Popular Economics Weekly
Fed Chairman Ben Bernanke just gave his semi-annual report to Congress, and it looks like Bernanke and his Federal Reserve Governors continue to be cautious in advocating more stimulus. He said that the Fed had more ways to add stimulus but at present no plans to implement them. That is too bad, when a consensus is building that more monetary stimulus is needed to put monies into consumers’ pockets with jobs still hard to find.
Why have the Fed governors been so timid? It has more to do with ideology, than economic fundamentals. Since many of the Fed Governors are former bankers, they dislike debt, and the Fed has had to buy more than $2 trillion in mortgage-backed and Treasury securities to add liquidity to the system. This has kept interest rates at historic lows, but has only begun to bring real estate and job creation out of their doldrums.

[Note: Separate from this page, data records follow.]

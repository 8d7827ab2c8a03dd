//! Sliding window admission limiter.

use std::sync::Arc;
use std::time::{Duration, Instant};

use serde::{Deserialize, Serialize};
use tokio::task::JoinHandle;
use tracing::{debug, info, trace, warn};

use super::registry::KeyLockRegistry;
use super::slot::{TimeSlot, WindowSeries};
use crate::error::{AdmissionError, Result};

/// Default slot length in milliseconds.
const DEFAULT_SLOT_DURATION_MS: u64 = 100;
/// Default window length in milliseconds.
const DEFAULT_WINDOW_DURATION_MS: u64 = 1000;
/// Default budget per window.
const DEFAULT_MAX_REQUESTS: u64 = 10;
/// Upper bound on the slots reserved up front for a new key.
const MAX_PREALLOCATED_SLOTS: usize = 64;

/// Which requests are written into the window.
#[derive(Debug, Clone, Copy, Default, PartialEq, Eq, Serialize, Deserialize)]
#[serde(rename_all = "snake_case")]
pub enum RecordPolicy {
    /// Record every request, admitted or denied. A sustained excess keeps the
    /// window saturated until callers back off.
    #[default]
    Always,
    /// Record only admitted requests, letting the window drain under overload.
    AdmittedOnly,
}

/// Configuration for a [`SlidingWindowLimiter`].
#[derive(Debug, Clone, PartialEq, Eq, Serialize, Deserialize)]
pub struct SlidingWindowConfig {
    /// Slot granularity in milliseconds
    #[serde(default = "default_slot_duration_ms")]
    pub slot_duration_ms: u64,

    /// Trailing window in milliseconds
    #[serde(default = "default_window_duration_ms")]
    pub window_duration_ms: u64,

    /// Admitted requests allowed per window
    #[serde(default = "default_max_requests")]
    pub max_requests: u64,

    /// Whether denied requests are recorded
    #[serde(default)]
    pub record_policy: RecordPolicy,

    /// Interval for the idle-key sweeper, disabled when unset
    #[serde(default)]
    pub sweep_interval_ms: Option<u64>,
}

impl Default for SlidingWindowConfig {
    fn default() -> Self {
        Self {
            slot_duration_ms: default_slot_duration_ms(),
            window_duration_ms: default_window_duration_ms(),
            max_requests: default_max_requests(),
            record_policy: RecordPolicy::default(),
            sweep_interval_ms: None,
        }
    }
}

fn default_slot_duration_ms() -> u64 {
    DEFAULT_SLOT_DURATION_MS
}

fn default_window_duration_ms() -> u64 {
    DEFAULT_WINDOW_DURATION_MS
}

fn default_max_requests() -> u64 {
    DEFAULT_MAX_REQUESTS
}

impl SlidingWindowConfig {
    /// Build a config from durations, keeping the other fields at defaults.
    ///
    /// Fails unless both durations are a whole number of milliseconds.
    pub fn from_durations(slot: Duration, window: Duration, max_requests: u64) -> Result<Self> {
        Ok(Self {
            slot_duration_ms: whole_millis("slot", slot)?,
            window_duration_ms: whole_millis("window", window)?,
            max_requests,
            ..Self::default()
        })
    }

    /// Slot granularity.
    pub fn slot_duration(&self) -> Duration {
        Duration::from_millis(self.slot_duration_ms)
    }

    /// Trailing window length.
    pub fn window_duration(&self) -> Duration {
        Duration::from_millis(self.window_duration_ms)
    }

    /// Slots per window. Not a cap on series length.
    pub fn slot_count(&self) -> usize {
        if self.slot_duration_ms == 0 {
            return 0;
        }
        usize::try_from(self.window_duration_ms / self.slot_duration_ms).unwrap_or(usize::MAX)
    }

    /// Reject configurations that leave the slot count undefined.
    pub fn validate(&self) -> Result<()> {
        if self.slot_duration_ms == 0 {
            return Err(AdmissionError::Config(
                "slot_duration_ms must be greater than 0".to_string(),
            ));
        }
        if self.window_duration_ms == 0 {
            return Err(AdmissionError::Config(
                "window_duration_ms must be greater than 0".to_string(),
            ));
        }
        if self.slot_duration_ms > self.window_duration_ms {
            return Err(AdmissionError::Config(format!(
                "slot_duration_ms ({}) must not exceed window_duration_ms ({})",
                self.slot_duration_ms, self.window_duration_ms
            )));
        }
        if self.window_duration_ms % self.slot_duration_ms != 0 {
            return Err(AdmissionError::Config(format!(
                "window_duration_ms ({}) must be a multiple of slot_duration_ms ({})",
                self.window_duration_ms, self.slot_duration_ms
            )));
        }
        if self.sweep_interval_ms == Some(0) {
            return Err(AdmissionError::Config(
                "sweep_interval_ms must be greater than 0 when set".to_string(),
            ));
        }
        Ok(())
    }
}
//! Counter backed by an external key/value store.
//!
//! The store must offer an atomic increment that returns the new value and a
//! way to put an expiry on a key. A bucket's first increment and its expiry
//! are applied in one step, so a lost round trip can never leave a bucket
//! without an expiry. Redis does this with a Lua script; [`MemoryCounterStore`]
//! mimics it in-process.

use std::future::Future;
use std::sync::atomic::{AtomicU64, Ordering};
use std::sync::Arc;
use std::time::{Duration, Instant};

use async_trait::async_trait;
use chrono::Utc;
use dashmap::DashMap;
use redis::aio::ConnectionManager;
use redis::Script;
use serde::{Deserialize, Serialize};
use tokio::task::JoinHandle;
use tracing::{debug, info, trace, warn};

use crate::error::{AdmissionError, Result};

/// Key prefix for counters written to the store.
pub const DEFAULT_KEY_PREFIX: &str = "count-limit-";

/// Timestamp layout appended to each counter key, one bucket per second.
const BUCKET_FORMAT: &str = "%Y-%m-%d %H:%M:%S";

/// Increments between purges of expired [`MemoryCounterStore`] entries.
const PURGE_EVERY: u64 = 1024;

/// Increment, and set the expiry when the key is new or has none.
const INCR_WITH_EXPIRY_LUA: &str = r#"
local count = redis.call("INCR", KEYS[1])
if count == 1 or redis.call("PTTL", KEYS[1]) == -1 then
    redis.call("PEXPIRE", KEYS[1], ARGV[1])
end
return count
"#;

/// Atomic counter primitives required from a remote store.
#[async_trait]
pub trait CounterStore: Send + Sync {
    /// Increment `key` by one and return the new value.
    async fn incr(&self, key: &str) -> Result<i64>;

    /// Expire `key` after `ttl`.
    async fn expire(&self, key: &str, ttl: Duration) -> Result<()>;

    /// Increment `key` and, in the same atomic step, expire it after `ttl` if
    /// it has no expiry yet. Returns the new value.
    async fn incr_with_expiry(&self, key: &str, ttl: Duration) -> Result<i64>;
}

/// [`CounterStore`] backed by Redis `INCR` and `PEXPIRE`.
#[derive(Clone)]
pub struct RedisCounterStore {
    connection_manager: ConnectionManager,
    incr_with_expiry: Script,
}

impl RedisCounterStore {
    /// Wrap an existing connection manager.
    pub fn new(connection_manager: ConnectionManager) -> Self {
        Self {
            connection_manager,
            incr_with_expiry: Script::new(INCR_WITH_EXPIRY_LUA),
        }
    }

    /// Connect to the Redis server at `url`.
    pub async fn connect(url: &str) -> Result<Self> {
        let client = redis::Client::open(url)?;
        let connection_manager = client.get_connection_manager().await?;
        debug!(url = %url, "Connected to Redis counter store");
        Ok(Self::new(connection_manager))
    }
}

#[async_trait]
impl CounterStore for RedisCounterStore {
    async fn incr(&self, key: &str) -> Result<i64> {
        let mut connection_manager = self.connection_manager.clone();
        let value = redis::cmd("INCR")
            .arg(key)
            .query_async::<i64>(&mut connection_manager)
            .await?;
        Ok(value)
    }

    async fn expire(&self, key: &str, ttl: Duration) -> Result<()> {
        let mut connection_manager = self.connection_manager.clone();
        redis::cmd("PEXPIRE")
            .arg(key)
            .arg(ttl_millis(ttl))
            .query_async::<()>(&mut connection_manager)
            .await?;
        Ok(())
    }

    async fn incr_with_expiry(&self, key: &str, ttl: Duration) -> Result<i64> {
        let mut connection_manager = self.connection_manager.clone();
        let value: i64 = self
            .incr_with_expiry
            .key(key)
            .arg(ttl_millis(ttl))
            .invoke_async(&mut connection_manager)
            .await?;
        Ok(value)
    }
}

fn ttl_millis(ttl: Duration) -> u64 {
    // PEXPIRE rejects 0
    u64::try_from(ttl.as_millis()).unwrap_or(u64::MAX).max(1)
}

struct StoredCounter {
    value: i64,
    expires_at: Option<Instant>,
}

impl StoredCounter {
    fn is_expired(&self, now: Instant) -> bool {
        self.expires_at.is_some_and(|at| at <= now)
    }
}

/// In-process [`CounterStore`] with the same increment and expiry semantics.
///
/// Expired entries are dropped every few increments and by
/// [`purge_expired`](Self::purge_expired), so one-second buckets do not pile
/// up in a long-running process.
#[derive(Default)]
pub struct MemoryCounterStore {
    entries: DashMap<String, StoredCounter>,
    increments: AtomicU64,
}

impl MemoryCounterStore {
    /// Create an empty store.
    pub fn new() -> Self {
        Self::default()
    }

    /// Current value of `key`, if present and unexpired.
    pub fn get(&self, key: &str) -> Option<i64> {
        let now = Instant::now();
        self.entries
            .get(key)
            .filter(|entry| !entry.is_expired(now))
            .map(|entry| entry.value)
    }

    /// Remaining time to live of `key`, if it is present and has an expiry.
    pub fn ttl(&self, key: &str) -> Option<Duration> {
        let now = Instant::now();
        self.entries
            .get(key)
            .and_then(|entry| entry.expires_at)
            .and_then(|at| at.checked_duration_since(now))
    }

    /// Number of keys held, including expired ones not yet purged.
    pub fn len(&self) -> usize {
        self.entries.len()
    }

    /// Whether the store holds no keys.
    pub fn is_empty(&self) -> bool {
        self.entries.is_empty()
    }

    /// Drop every expired entry. Returns how many were removed.
    pub fn purge_expired(&self) -> usize {
        let now = Instant::now();
        let before = self.entries.len();
        self.entries.retain(|_, entry| !entry.is_expired(now));
        let removed = before.saturating_sub(self.entries.len());
        if removed > 0 {
            debug!(removed = removed, remaining = self.entries.len(), "Purged expired counters");
        }
        removed
    }

    /// Run [`purge_expired`](Self::purge_expired) every `interval` on the
    /// tokio runtime.
    pub fn spawn_purger(self: Arc<Self>, interval: Duration) -> JoinHandle<()> {
        info!(interval_ms = interval.as_millis() as u64, "Starting counter purger");
        tokio::spawn(async move {
            let mut ticker = tokio::time::interval(interval);
            ticker.tick().await;
            loop {
                ticker.tick().await;
                self.purge_expired();
            }
        })
    }

    fn bump(&self, key: &str, ttl: Option<Duration>) -> i64 {
        // Purge before taking the entry; retain would wait on its shard
        if self.increments.fetch_add(1, Ordering::Relaxed) % PURGE_EVERY == PURGE_EVERY - 1 {
            self.purge_expired();
        }

        let now = Instant::now();
        let mut entry = self
            .entries
            .entry(key.to_owned())
            .or_insert(StoredCounter {
                value: 0,
                expires_at: None,
            });
        if entry.is_expired(now) {
            entry.value = 0;
            entry.expires_at = None;
        }
        entry.value += 1;
        if let Some(ttl) = ttl {
            if entry.expires_at.is_none() {
                entry.expires_at = now.checked_add(ttl);
            }
        }
        entry.value
    }
}

#[async_trait]
impl CounterStore for MemoryCounterStore {
    async fn incr(&self, key: &str) -> Result<i64> {
        Ok(self.bump(key, None))
    }

    async fn expire(&self, key: &str, ttl: Duration) -> Result<()> {
        if let Some(mut entry) = self.entries.get_mut(key) {
            entry.expires_at = Instant::now().checked_add(ttl);
        }
        Ok(())
    }

    async fn incr_with_expiry(&self, key: &str, ttl: Duration) -> Result<i64> {
        Ok(self.bump(key, Some(ttl)))
    }
}

/// How a caller treats a store failure when it needs a yes/no answer.
#[derive(Debug, Clone, Copy, Default, PartialEq, Eq, Serialize, Deserialize)]
#[serde(rename_all = "lowercase")]
pub enum FailMode {
    /// Admit the request when the store cannot answer.
    Open,
    /// Deny the request when the store cannot answer.
    #[default]
    Closed,
}

impl FailMode {
    /// Collapse a store decision into a boolean, logging any swallowed error.
    pub fn resolve(self, decision: Result<bool>) -> bool {
        match decision {
            Ok(admitted) => admitted,
            Err(e) => {
                let admitted = self == FailMode::Open;
                warn!(error = %e, fail_mode = ?self, admitted = admitted, "Admission state unknown");
                admitted
            }
        }
    }
}

/// Admission counter stored in a [`CounterStore`].
///
/// Each call increments `"{prefix}{key}{timestamp}"`, where the timestamp is
/// the current UTC second. The first increment of a bucket sets its expiry in
/// the same store call; requests are denied once the bucket's value exceeds
/// `budget`.
pub struct StoreCounter<S: CounterStore> {
    store: Arc<S>,
    budget: i64,
    prefix: String,
    expiry: Duration,
    timeout: Duration,
}

impl<S: CounterStore> StoreCounter<S> {
    /// Create a counter allowing `budget` requests per bucket.
    pub fn new(store: Arc<S>, budget: i64) -> Self {
        Self {
            store,
            budget,
            prefix: DEFAULT_KEY_PREFIX.to_string(),
            expiry: Duration::from_secs(1),
            timeout: Duration::from_secs(1),
        }
    }

    /// Use a different key prefix.
    pub fn with_prefix(mut self, prefix: impl Into<String>) -> Self {
        self.prefix = prefix.into();
        self
    }

    /// Bound each store round trip by `timeout`.
    pub fn with_timeout(mut self, timeout: Duration) -> Self {
        self.timeout = timeout;
        self
    }

    /// Expire fresh buckets after `expiry`.
    pub fn with_expiry(mut self, expiry: Duration) -> Self {
        self.expiry = expiry;
        self
    }

    /// The configured budget.
    pub fn budget(&self) -> i64 {
        self.budget
    }

    /// The underlying store.
    pub fn store(&self) -> &Arc<S> {
        &self.store
    }

    /// The store key used for `key` in the current second.
    pub fn bucket_key(&self, key: &str) -> String {
        format!("{}{}{}", self.prefix, key, Utc::now().format(BUCKET_FORMAT))
    }

    /// Decide whether a request for `key` may proceed.
    ///
    /// Store failures and timeouts are returned as errors. They say nothing
    /// about admission; see [`FailMode`].
    pub async fn allow(&self, key: &str) -> Result<bool> {
        let bucket = self.bucket_key(key);

        let count = self
            .bounded(self.store.incr_with_expiry(&bucket, self.expiry))
            .await?;

        let admitted = count <= self.budget;
        trace!(bucket = %bucket, count = count, admitted = admitted, "Store counter decision");
        if !admitted {
            debug!(bucket = %bucket, count = count, budget = self.budget, "Request denied");
        }
        Ok(admitted)
    }

    /// Like [`allow`](Self::allow), abandoned with
    /// [`AdmissionError::Cancelled`] if `cancel` resolves first.
    pub async fn allow_or_cancel<F>(&self, key: &str, cancel: F) -> Result<bool>
    where
        F: Future<Output = ()> + Send,
    {
        tokio::select! {
            decision = self.allow(key) => decision,
            _ = cancel => Err(AdmissionError::Cancelled),
        }
    }

    /// Whether a request for `key` is blocked.
    pub async fn is_limited(&self, key: &str) -> Result<bool> {
        Ok(!self.allow(key).await?)
    }

    async fn bounded<T, F>(&self, op: F) -> Result<T>
    where
        F: Future<Output = Result<T>>,
    {
        tokio::time::timeout(self.timeout, op)
            .await
            .map_err(|_| AdmissionError::Timeout(self.timeout))?
    }
}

Job formation has really been increasing since January, and real estate prices have inched up, but sales remain stagnant. This is while corporations have reported record profits over the last 2 quarters with the highest profit margins since WWII, yet have not been investing in either new plants or employees. Bernanke in his latest Humphrey-Hawkins congressional testimony said that it was because corporations had too much excess capacity, (which means they see insufficient demand for their products and services).
And so government has had to step in to counteract the cash hoarding of some $1.8 trillion being held by the S&P 500 corporations alone, to help stimulate that demand. But why such a fear of debt, when the Great Depression has provided us with a lesson of what needs to be done to counteract such fears?
Nobel economist Paul Krugman has pulled up some of the Great Depression’s history, which shows that the Hoover Administration’s emphasis on reducing deficit spending increased debt as a percentage of GDP, while shrinking actual GDP growth (and revenues). But increased government spending (and debt) during Roosevelt’s New Deal increased economic growth; so though debt loads were high, it brought the U.S. out of the 1929-1933 depression and produced 3 years of growth. The double-dip only returned in 1937, when Roosevelt listened to the bankers and tried to reduce the deficit prematurely.
“The experience of the 30s,” writes Krugman, “offers no support to those who worry about the debt consequences of deficit spending in a depressed economy — FDR didn’t do enough stimulus, but the spending he did do was not reflected in a spiraling, or even rising, debt burden. And the evidence is consistent with the view that austerity, Hoover-style, may well be self-defeating even in a narrow fiscal sense.”
Supporting the present picture is weak growth of the Conference Board’s Index of Leading Economic Indicators, a monthly snapshot of 12 important indicators that affect future growth, such as interest rates, and hours worked.
“The LEI decreased in two of the last three months, but its level is still about 4.5 percent above its previous peak before the recession began,” said Ataman Ozyildirim, economist at the Conference Board. “Moreover, the gains among the LEI components have been widespread, with the exception of housing permits and stock prices, pointing to an expanding economy, but at a slower pace in the second half of the year.”
A major reason for continued sluggish growth is that real estate has still to work off more than 1 million units in excess inventory built up over the bubble years. Total units of housing inventory peaked in 2006, but months of supply didn’t peak until 2008, as the sales’ rate declined drastically during the credit crisis and failure of lending institutions such as Lehman Brothers and Bear Stearns.
This increase in inventory is especially bad news because the reported 8.9 months of supply in June is well above normal. So there is good reason for the Fed to continue to hold interest rates at record lows, and Chairman Bernanke has continued his promise to do so for “an extended period” in his testimony. “We are ready and we will act if the economy does not continue to improve — if we don’t see the kind of improvements in the labor market that we are hoping for and expecting,” he said.